PROBLEM DETAILS:
Lines before the one containing "Path en disco" are excluded; reproduce that line and all lines after it in the entries below, exactly.

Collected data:
//! Backend `file://`.
//!
//! Paths absolutos se usan tal cual; relativos cuelgan de `root`. Las
//! escrituras van a un temporal hermano y se renombran, así un lector nunca
//! ve un fichero a medias.

use std::fs;
use std::io::Write;
use std::path::{Path, PathBuf};

use cpn_core::{Storage, StorageError, Uri};
use log::debug;

#[derive(Debug, Clone)]
pub struct FileStorage {
    root: PathBuf,
}

impl FileStorage {
    pub fn new(root: impl Into<PathBuf>) -> Self {
        Self { root: root.into() }
    }

    pub fn root(&self) -> &Path {
        &self.root
    }

    /// Path en disco para `uri`.
    pub fn resolve(&self, uri: &Uri) -> PathBuf {
        let path = Path::new(uri.path());
        if path.is_absolute() {
            path.to_path_buf()
        } else {
            self.root.join(path)
        }
    }
}

impl Storage for FileStorage {
    fn scheme(&self) -> &str {
        "file"
    }

    fn read(&self, uri: &Uri) -> Result<Vec<u8>, StorageError> {
        let path = self.resolve(uri);
        fs::read(&path).map_err(|e| match e.kind() {
                           std::io::ErrorKind::NotFound => StorageError::NotFound(path.display().to_string()),
                           _ => StorageError::Io(format!("{}: {e}", path.display())),
                       })
    }

    fn write(&self, uri: &Uri, bytes: &[u8]) -> Result<(), StorageError> {
        let path = self.resolve(uri);
        if let Some(parent) = path.parent() {
            fs::create_dir_all(parent)?;
        }
        let mut tmp_name = path.file_name().map(|n| n.to_os_string()).unwrap_or_default();
        tmp_name.push(".partial");
        let tmp = path.with_file_name(tmp_name);

        let mut file = fs::File::create(&tmp)?;
        file.write_all(bytes)?;
        file.sync_all()?;
        fs::rename(&tmp, &path)?;
        debug!("file storage wrote {} bytes to {}", bytes.len(), path.display());
        Ok(())
    }
}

FINAL ANSWER:
    /// Path en disco para `uri`.
    pub fn resolve(&self, uri: &Uri) -> PathBuf {
        let path = Path::new(uri.path());
        if path.is_absolute() {
            path.to_path_buf()
        } else {
            self.root.join(path)
        }
    }
}

impl Storage for FileStorage {
    fn scheme(&self) -> &str {
        "file"
    }

    fn read(&self, uri: &Uri) -> Result<Vec<u8>, StorageError> {
        let path = self.resolve(uri);
        fs::read(&path).map_err(|e| match e.kind() {
                           std::io::ErrorKind::NotFound => StorageError::NotFound(path.display().to_string()),
                           _ => StorageError::Io(format!("{}: {e}", path.display())),
                       })
    }

    fn write(&self, uri: &Uri, bytes: &[u8]) -> Result<(), StorageError> {
        let path = self.resolve(uri);
        if let Some(parent) = path.parent() {
            fs::create_dir_all(parent)?;
        }
        let mut tmp_name = path.file_name().map(|n| n.to_os_string()).unwrap_or_default();
        tmp_name.push(".partial");
        let tmp = path.with_file_name(tmp_name);

        let mut file = fs::File::create(&tmp)?;
        file.write_all(bytes)?;
        file.sync_all()?;
        fs::rename(&tmp, &path)?;
        debug!("file storage wrote {} bytes to {}", bytes.len(), path.display());
        Ok(())
    }
}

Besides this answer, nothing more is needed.